[Collected data entries]
*** Begin section ***

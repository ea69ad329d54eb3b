/// Integration-level tests for the `shared` crate.
///
/// Each section tests one module; tests tied to private helpers live inside
/// the modules themselves (see the `#[cfg(test)]` blocks in `config.rs` and
/// `server_config.rs`).
// ---------------------------------------------------------------------------
// Token claims
// ---------------------------------------------------------------------------
#[cfg(test)]
mod jwt_tests {
    use shared::types::*;

    fn sample_claims() -> TokenClaims {
        TokenClaims {
            iss: "api".to_string(),
            sub: "uid-42".to_string(),
            aud: "client".to_string(),
            exp: 1_702_592_000,
            nbf: 1_700_000_030,
            iat: 1_700_000_000,
            scope: Vec::new(),
        }
    }

    #[test]
    fn claims_json_contains_registered_names() {
        let json = serde_json::to_value(sample_claims()).unwrap();
        for key in &["iss", "sub", "aud", "exp", "nbf", "iat"] {
            assert!(json.get(key).is_some(), "missing key: {}", key);
        }
    }

    #[test]
    fn empty_scope_is_omitted() {
        let json = serde_json::to_value(sample_claims()).unwrap();
        assert!(json.get("scope").is_none());
    }

    #[test]
    fn claims_without_scope_deserialize_with_empty_scope() {
        let json = r#"{"iss":"api","sub":"uid-1","aud":"client","exp":2,"nbf":1,"iat":0}"#;
        let c: TokenClaims = serde_json::from_str(json).unwrap();
        assert!(c.scope.is_empty());
        assert!(!c.has_scope(SCOPE_LIST_USERS));
    }

    #[test]
    fn has_scope_matches_exact_strings_only() {
        let mut c = sample_claims();
        c.scope = vec![SCOPE_LIST_USERS.to_string()];
        assert!(c.has_scope("users:list"));
        assert!(!c.has_scope("users"));
    }

    #[test]
    fn timestamps_are_plain_integers() {
        let json = serde_json::to_value(sample_claims()).unwrap();
        assert!(json["exp"].is_i64());
        assert!(json["nbf"].is_i64());
    }
}

// ---------------------------------------------------------------------------
// User view
// ---------------------------------------------------------------------------

#[cfg(test)]
mod user_tests {
    use chrono::{TimeZone, Utc};
    use shared::types::*;

    fn stored_user() -> User {
        User {
            id: 7,
            email: "ada@example.com".into(),
            name: "Ada".into(),
            role: Role::Admin,
            created_on: Utc.with_ymd_and_hms(2024, 1, 2, 3, 4, 5).unwrap(),
            updated_on: Utc.with_ymd_and_hms(2024, 1, 2, 3, 4, 5).unwrap(),
        }
    }

    #[test]
    fn user_json_has_public_fields_only() {
        let json = serde_json::to_value(stored_user()).unwrap();
        let obj = json.as_object().unwrap();
        let mut keys: Vec<&str> = obj.keys().map(String::as_str).collect();
        keys.sort();
        assert_eq!(keys, ["created_on", "email", "id", "name", "updated_on"]);
    }

    #[test]
    fn listing_projection_zeroes_id_and_timestamps() {
        let u = User::name_and_email("Ada".into(), "ada@example.com".into());
        assert_eq!(u.id, 0);
        assert_eq!(u.created_on.timestamp(), 0);
        assert_eq!(u.updated_on.timestamp(), 0);
        assert_eq!(u.name, "Ada");
        assert_eq!(u.email, "ada@example.com");
    }

    #[test]
    fn role_round_trips_through_strings() {
        for role in [Role::Admin, Role::Member] {
            assert_eq!(role.as_str().parse::<Role>().unwrap(), role);
        }
        assert!("root".parse::<Role>().is_err());
    }

    #[test]
    fn only_admin_gets_list_scope() {
        assert_eq!(Role::Admin.scopes(), vec![SCOPE_LIST_USERS.to_string()]);
        assert!(Role::Member.scopes().is_empty());
    }

    #[test]
    fn authorized_response_nests_user() {
        let r = AuthorizedResponse {
            message: "User logged in successfully".into(),
            user: stored_user(),
            token: "a.b.c".into(),
        };
        let json = serde_json::to_value(&r).unwrap();
        assert_eq!(json["user"]["email"], "ada@example.com");
        assert_eq!(json["token"], "a.b.c");
    }
}

// ---------------------------------------------------------------------------
// Login types
// ---------------------------------------------------------------------------

#[cfg(test)]
mod login_tests {
    use shared::types::*;

    #[test]
    fn login_data_deserializes() {
        let json = r#"{"email":"bob@example.com","password":"pass123"}"#;
        let d: LoginData = serde_json::from_str(json).unwrap();
        assert_eq!(d.email, "bob@example.com");
        assert_eq!(d.password, "pass123");
    }

    #[test]
    fn missing_login_fields_default_to_empty() {
        let d: LoginData = serde_json::from_str("{}").unwrap();
        assert!(d.email.is_empty());
        assert!(d.password.is_empty());
    }

    #[test]
    fn all_error_variants_have_non_empty_messages() {
        let variants = vec![
            LoginError::UserNotFound,
            LoginError::CredentialMismatch,
            LoginError::MissingField("test".into()),
            LoginError::InvalidBody,
            LoginError::DatabaseError,
            LoginError::InternalError,
        ];
        for e in variants {
            assert!(!e.to_code().is_empty());
            assert!(!e.to_message().is_empty());
        }
    }

    #[test]
    fn not_found_and_mismatch_are_distinct() {
        assert_ne!(
            LoginError::UserNotFound.to_code(),
            LoginError::CredentialMismatch.to_code()
        );
    }

    #[test]
    fn login_error_response_is_serializable() {
        let r = LoginError::CredentialMismatch.to_response();
        let json = serde_json::to_value(&r).unwrap();
        assert_eq!(json["status"], "error");
        assert_eq!(json["code"], "INVALID_CREDENTIALS");
        assert!(json["message"].is_string());
    }
}

// ---------------------------------------------------------------------------
// Register types
// ---------------------------------------------------------------------------

#[cfg(test)]
mod register_tests {
    use shared::types::*;

    #[test]
    fn registration_data_deserializes() {
        let json = r#"{"email":"a@b.io","password":"pw","name":"A"}"#;
        let d: RegistrationData = serde_json::from_str(json).unwrap();
        assert_eq!(d.email, "a@b.io");
        assert_eq!(d.name, "A");
    }

    #[test]
    fn all_register_error_codes_are_non_empty() {
        let errors = vec![
            RegistrationError::DuplicateEmail,
            RegistrationError::InvalidEmail,
            RegistrationError::MissingField("f".into()),
            RegistrationError::InvalidBody,
            RegistrationError::Hash,
            RegistrationError::DatabaseError,
            RegistrationError::InternalError,
        ];
        for err in errors {
            assert!(!err.to_code().is_empty());
            assert!(!err.to_message().is_empty());
        }
    }

    #[test]
    fn missing_field_message_includes_field_name() {
        let err = RegistrationError::MissingField("email".to_string());
        assert!(err.to_message().contains("email"));
    }

    #[test]
    fn register_error_response_serializes_correctly() {
        let r = RegistrationError::DuplicateEmail.to_response();
        let json = serde_json::to_value(&r).unwrap();
        assert_eq!(json["status"], "error");
        assert_eq!(json["code"], "EMAIL_TAKEN");
    }
}

// ---------------------------------------------------------------------------
// Error body
// ---------------------------------------------------------------------------

#[cfg(test)]
mod json_error_tests {
    use shared::types::*;

    #[test]
    fn error_body_shape() {
        let e = ErrorResponse::new("NOT_FOUND", "Endpoint not found");
        let json = serde_json::to_value(&e).unwrap();
        assert_eq!(json["status"], ERROR_STATUS);
        assert_eq!(json["code"], "NOT_FOUND");
        assert_eq!(json["message"], "Endpoint not found");
        assert_eq!(e.to_string(), "NOT_FOUND: Endpoint not found");
    }

    #[test]
    fn error_body_parses_back() {
        let raw = r#"{"status":"error","code":"EMAIL_TAKEN","message":"taken"}"#;
        let e: ErrorResponse = serde_json::from_str(raw).unwrap();
        assert_eq!(e, ErrorResponse::new("EMAIL_TAKEN", "taken"));
    }
}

*** End section ***

• [Instructions for the task]
What this exercise asks for is every line of the data above with the word "TokenClaims".

• [Written solution]
    fn sample_claims() -> TokenClaims {
        TokenClaims {
        let c: TokenClaims = serde_json::from_str(json).unwrap();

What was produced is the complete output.